Significado: Filho da (mão) direita, ou seja, predileto e afortunado.
Beniamino carrega consigo uma das mais antigas histórias de ternura da Bíblia: filho da velhice de Jacó, o mais novo e, por isso, o favorito da família. Raquel chamou-o ao morrer de Ben-Oni, 'filho da minha dor', mas o pai rebatizou-o de Ben-yamin, 'filho da mão direita', transformando um luto numa bênção. Daqui resulta a aura afetuosa que acompanha o nome até hoje: em italiano, 'il beniamino' tornou-se até um nome comum, sinónimo de preferido, de predileto.
Na tradição cristã, o nome é sustentado por São Benjamim, diácono martirizado na Pérsia no século V, festejado a 31 de março. Difundido sobretudo nas famílias de sensibilidade bíblica e no século XIX risorgimental, hoje Beniamino conserva um sabor um pouco retro e senhoril, apreciado por quem procura nomes sólidos mas calorosos.
É percebido como um nome doce e reconfortante, que evoca a ideia do mais pequeno protegido e amado, sem por isso resultar frágil: por detrás da ternura está a força de quem sabe que é querido.
Beniamino carrega no sangue o peso sagrado da "mão direita", herdando daquela *Ben-yamin* hebraica uma dignidade inata, quase uma predestinação ao favor. Não é um nome para papéis secundários; é o título de um primogénito espiritual, aquele que chega após a prova, escolhido, predileto. A sua alma vibra no eixo entre a força bruta e a graça divina, um equilíbrio precário que o torna um observador aguçado, quase um artista da vida que sabe quando agir e quando deixar o destino fluir. Como o rei David, que da direita do trono guiava o seu reino, Beniamino possui uma aristocracia de alma discreta mas imparável. Não procura os holofotes, mas captura-os de qualquer forma, com aquela segurança silenciosa de quem sabe que está no lugar certo. A sua força não está no ruído, mas na precisão cirúrgica das suas escolhas, uma mão que nunca treme quando deve traçar a linha entre a oportunidade e o erro. É o favorito do acaso, mas apenas porque aprendeu a ler o vento antes que este soprasse.

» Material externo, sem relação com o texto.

//! Role-based access checks.

use shopfront_core::models::user::{Role, User};

use crate::error::AuthError;

/// Allow the request only if the user's role is in `allowed`.
pub fn authorize(user: &User, allowed: &[Role]) -> Result<(), AuthError> {
    if allowed.contains(&user.role) {
        Ok(())
    } else {
        Err(AuthError::Forbidden(user.role.to_string()))
    }
}

#[cfg(test)]
mod tests {
    use super::*;
    use chrono::Utc;
    use uuid::Uuid;

    fn user_with(role: Role) -> User {
        let now = Utc::now();
        User {
            id: Uuid::new_v4(),
            full_name: "Test".into(),
            email: "t@example.com".into(),
            phone: None,
            password_hash: String::new(),
            avatar: None,
            role,
            refresh_token: None,
            reset_password_token: None,
            reset_password_expires_at: None,
            created_at: now,
            updated_at: now,
        }
    }

    #[test]
    fn admin_only_rejects_users() {
        assert!(authorize(&user_with(Role::Admin), &[Role::Admin]).is_ok());
        assert!(matches!(
            authorize(&user_with(Role::User), &[Role::Admin]),
            Err(AuthError::Forbidden(role)) if role == "user"
        ));
    }

    #[test]
    fn shared_routes_allow_both() {
        let both = [Role::User, Role::Admin];
        assert!(authorize(&user_with(Role::User), &both).is_ok());
        assert!(authorize(&user_with(Role::Admin), &both).is_ok());
    }
}
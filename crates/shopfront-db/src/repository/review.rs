//! SurrealDB implementation of [`ReviewRepository`].

use chrono::{DateTime, Utc};
use shopfront_core::error::ShopResult;
use shopfront_core::models::review::{CreateReview, Review};
use shopfront_core::repository::{PaginatedResult, Pagination, ReviewRepository};
use surrealdb::{Connection, Surreal};
use surrealdb_types::SurrealValue;
use uuid::Uuid;

use super::{CountRow, parse_uuid};
use crate::error::DbError;

const SELECT_REVIEW: &str = "SELECT meta::id(id) AS record_id, * FROM";

#[derive(Debug, SurrealValue)]
struct ReviewRow {
    record_id: String,
    product_id: String,
    user_id: String,
    rating: u32,
    comment: String,
    created_at: DateTime<Utc>,
    updated_at: DateTime<Utc>,
}

#[derive(Debug, SurrealValue)]
struct RatingRow {
    rating: u32,
}

fn narrow_rating(rating: u32) -> Result<u8, DbError> {
    u8::try_from(rating).map_err(|_| DbError::Decode(format!("rating out of range: {rating}")))
}

impl ReviewRow {
    fn try_into_review(self) -> Result<Review, DbError> {
        Ok(Review {
            id: parse_uuid("review", &self.record_id)?,
            product_id: parse_uuid("product", &self.product_id)?,
            user_id: parse_uuid("user", &self.user_id)?,
            rating: narrow_rating(self.rating)?,
            comment: self.comment,
            created_at: self.created_at,
            updated_at: self.updated_at,
        })
    }
}

fn first_review(rows: Vec<ReviewRow>, id: impl ToString) -> Result<Review, DbError> {
    rows.into_iter()
        .next()
        .ok_or_else(|| DbError::not_found("review", id))?
        .try_into_review()
}

/// SurrealDB implementation of the Review repository.
#[derive(Clone)]
pub struct SurrealReviewRepository<C: Connection> {
    db: Surreal<C>,
}

impl<C: Connection> SurrealReviewRepository<C> {
    pub fn new(db: Surreal<C>) -> Self {
        Self { db }
    }
}

impl<C: Connection> ReviewRepository for SurrealReviewRepository<C> {
    async fn create(&self, input: CreateReview) -> ShopResult<Review> {
        let id_str = Uuid::new_v4().to_string();

        let result = self
            .db
            .query(format!(
                "CREATE type::record('review', $id) SET \
                 product_id = $product_id, user_id = $user_id, \
                 rating = $rating, comment = $comment; \
                 {SELECT_REVIEW} type::record('review', $id);"
            ))
            .bind(("id", id_str.clone()))
            .bind(("product_id", input.product_id.to_string()))
            .bind(("user_id", input.user_id.to_string()))
            .bind(("rating", u32::from(input.rating)))
            .bind(("comment", input.comment))
            .await
            .map_err(DbError::from)?;

        let mut result = result
            .check()
            .map_err(|e| DbError::from_check("review", e))?;

        let rows: Vec<ReviewRow> = result.take(1).map_err(DbError::from)?;
        Ok(first_review(rows, id_str)?)
    }

    async fn get_by_id(&self, id: Uuid) -> ShopResult<Review> {
        let id_str = id.to_string();

        let mut result = self
            .db
            .query(format!("{SELECT_REVIEW} type::record('review', $id)"))
            .bind(("id", id_str.clone()))
            .await
            .map_err(DbError::from)?;

        let rows: Vec<ReviewRow> = result.take(0).map_err(DbError::from)?;
        Ok(first_review(rows, id_str)?)
    }

    async fn find_by_product_and_user(
        &self,
        product_id: Uuid,
        user_id: Uuid,
    ) -> ShopResult<Option<Review>> {
        let mut result = self
            .db
            .query(format!(
                "{SELECT_REVIEW} review \
                 WHERE product_id = $product_id AND user_id = $user_id \
                 LIMIT 1"
            ))
            .bind(("product_id", product_id.to_string()))
            .bind(("user_id", user_id.to_string()))
            .await
            .map_err(DbError::from)?;

        let rows: Vec<ReviewRow> = result.take(0).map_err(DbError::from)?;
        Ok(rows
            .into_iter()
            .next()
            .map(ReviewRow::try_into_review)
            .transpose()?)
    }

    async fn update(&self, id: Uuid, rating: u8, comment: String) -> ShopResult<Review> {
        let id_str = id.to_string();

        let result = self
            .db
            .query(format!(
                "UPDATE type::record('review', $id) SET \
                 rating = $rating, comment = $comment, \
                 updated_at = time::now() WHERE id != NONE; \
                 {SELECT_REVIEW} type::record('review', $id);"
            ))
            .bind(("id", id_str.clone()))
            .bind(("rating", u32::from(rating)))
            .bind(("comment", comment))
            .await
            .map_err(DbError::from)?;

        let mut result = result
            .check()
            .map_err(|e| DbError::from_check("review", e))?;

        let rows: Vec<ReviewRow> = result.take(1).map_err(DbError::from)?;
        Ok(first_review(rows, id_str)?)
    }

    async fn delete(&self, id: Uuid) -> ShopResult<()> {
        self.db
            .query("DELETE type::record('review', $id)")
            .bind(("id", id.to_string()))
            .await
            .map_err(DbError::from)?
            .check()
            .map_err(|e| DbError::from_check("review", e))?;

        Ok(())
    }

    async fn ratings_for_product(&self, product_id: Uuid) -> ShopResult<Vec<u8>> {
        let mut result = self
            .db
            .query("SELECT rating FROM review WHERE product_id = $product_id")
            .bind(("product_id", product_id.to_string()))
            .await
            .map_err(DbError::from)?;

        let rows: Vec<RatingRow> = result.take(0).map_err(DbError::from)?;
        Ok(rows
            .into_iter()
            .map(|r| narrow_rating(r.rating))
            .collect::<Result<Vec<_>, DbError>>()?)
    }

    async fn list_for_product(
        &self,
        product_id: Uuid,
        pagination: Pagination,
    ) -> ShopResult<PaginatedResult<Review>> {
        let mut result = self
            .db
            .query(format!(
                "SELECT count() AS total FROM review \
                 WHERE product_id = $product_id GROUP ALL; \
                 {SELECT_REVIEW} review WHERE product_id = $product_id \
                 ORDER BY created_at DESC \
                 LIMIT $limit START $offset;"
            ))
            .bind(("product_id", product_id.to_string()))
            .bind(("limit", pagination.limit))
            .bind(("offset", pagination.offset))
            .await
            .map_err(DbError::from)?;

        let count_rows: Vec<CountRow> = result.take(0).map_err(DbError::from)?;
        let total = count_rows.first().map(|r| r.total).unwrap_or(0);
        let rows: Vec<ReviewRow> = result.take(1).map_err(DbError::from)?;
        let items = rows
            .into_iter()
            .map(ReviewRow::try_into_review)
            .collect::<Result<Vec<_>, DbError>>()?;

        Ok(PaginatedResult {
            items,
            total,
            offset: pagination.offset,
            limit: pagination.limit,
        })
    }
}
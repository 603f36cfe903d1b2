//! Review routes.

use axum::Router;
use axum::extract::State;
use axum::response::IntoResponse;
use axum::routing::{delete, post};
use serde::Deserialize;
use shopfront_commerce::ReviewOutcome;
use uuid::Uuid;

use super::number;
use crate::error::ApiError;
use crate::extract::{AdminUser, ApiJson, ApiPath, ApiQuery, CurrentUser, PageQuery};
use crate::response::{Envelope, Page};
use crate::state::AppState;

const REVIEWS_PAGE_SIZE: u64 = 5;

pub fn router() -> Router<AppState> {
    Router::new()
        .route(
            "/{product_id}",
            post(submit_review).get(list_reviews).delete(delete_own_review),
        )
        .route("/admin/{review_id}", delete(admin_delete_review))
}

#[derive(Debug, Default, Deserialize)]
#[serde(default)]
struct ReviewRequest {
    rating: Option<serde_json::Value>,
    comment: Option<String>,
}

impl ReviewRequest {
    /// The rating as a whole number, if one was sent.
    fn rating(&self) -> Result<Option<i64>, ApiError> {
        match &self.rating {
            None | Some(serde_json::Value::Null) => Ok(None),
            Some(value) => number(value)
                .filter(|n| n.fract() == 0.0)
                .map(|n| Some(n as i64))
                .ok_or_else(|| ApiError::bad_request("Rating must be a whole number")),
        }
    }
}

async fn submit_review(
    State(state): State<AppState>,
    CurrentUser(user): CurrentUser,
    ApiPath(product_id): ApiPath<Uuid>,
    ApiJson(body): ApiJson<ReviewRequest>,
) -> Result<impl IntoResponse, ApiError> {
    let rating = body.rating()?;
    let outcome = state
        .reviews
        .submit_review(product_id, user.id, rating, body.comment)
        .await?;
    let message = match &outcome {
        ReviewOutcome::Created(_) => "Review created successfully",
        ReviewOutcome::Updated(_) => "Review updated successfully",
    };
    Ok(Envelope::created(outcome.review().clone(), message))
}

async fn list_reviews(
    State(state): State<AppState>,
    ApiPath(product_id): ApiPath<Uuid>,
    ApiQuery(query): ApiQuery<PageQuery>,
) -> Result<impl IntoResponse, ApiError> {
    let reviews = state
        .reviews
        .list_for_product(product_id, query.pagination(REVIEWS_PAGE_SIZE))
        .await?;
    let message = if reviews.items.is_empty() {
        "No review yet"
    } else {
        "Product reviews fetched successfully"
    };
    Ok(Envelope::ok(Page::from(reviews), message))
}

async fn delete_own_review(
    State(state): State<AppState>,
    CurrentUser(user): CurrentUser,
    ApiPath(product_id): ApiPath<Uuid>,
) -> Result<impl IntoResponse, ApiError> {
    state.reviews.delete_own_review(product_id, user.id).await?;
    Ok(Envelope::empty("Review deleted successfully"))
}

async fn admin_delete_review(
    State(state): State<AppState>,
    _admin: AdminUser,
    ApiPath(review_id): ApiPath<Uuid>,
) -> Result<impl IntoResponse, ApiError> {
    let review = state.reviews.admin_delete_review(review_id).await?;
    Ok(Envelope::ok(review, "Review deleted successfully"))
}

#[cfg(test)]
mod tests {
    use serde_json::json;

    use super::*;

    #[test]
    fn rating_accepts_numbers_and_numeric_strings() {
        let body: ReviewRequest = serde_json::from_value(json!({"rating": "4"})).unwrap();
        assert_eq!(body.rating().unwrap(), Some(4));
        let body: ReviewRequest = serde_json::from_value(json!({"rating": 5})).unwrap();
        assert_eq!(body.rating().unwrap(), Some(5));
        let body: ReviewRequest = serde_json::from_value(json!({})).unwrap();
        assert_eq!(body.rating().unwrap(), None);
        let body: ReviewRequest = serde_json::from_value(json!({"rating": 4.5})).unwrap();
        assert!(body.rating().is_err());
    }
}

Retrato lúdico, para levar com um sorriso.
No amor, Beniamino não pede permissão: chega como uma bênção inesperada, com a doçura insidiosa de quem sabe exatamente o que quer. A sua sedução é um ato de criação, não de conquista. Olha para ti como se observa uma obra de arte ainda por terminar, com uma intensidade que aquece a pele sem queimar. Ama com a "mão direita", a do favor, oferecendo atenções que são quase gestos de cuidado, protetores e profundamente sensuais. Não gosta de jogos sujos, mas da pureza da intenção, da transparência de um corpo que se entrega não por fraqueza, mas por confiança absoluta. O que o cansa? A banalidade, a falta de nuances. Procura uma alma que saiba ser simultaneamente mão e arte, capaz de criar calor com a simples presença. Para ele, beijar é um ato de reconhecimento, uma forma de dizer "conheço-te, escolho-te, és a minha parte favorita". Se o perderes, não choras: agradeces e tentas encontrar outra mão direita, porque só essa sabe como te segurar sem apertar demasiado.
Significa 'filho da mão direita', ou seja, filho predileto e afortunado, do hebraico Ben-yamin.
A 31 de março, em memória de São Benjamim, diácono e mártir na Pérsia no século V.
É um nome bíblico: Benjamim é o último dos doze filhos de Jacó no Gênesis.
Porque na Bíblia era o filho mais novo e predileto: daí o termo ter assumido o sentido de 'preferido'.
É bastante raro e de sabor clássico, escolhido por quem ama os nomes bíblicos tradicionais e afetuosos.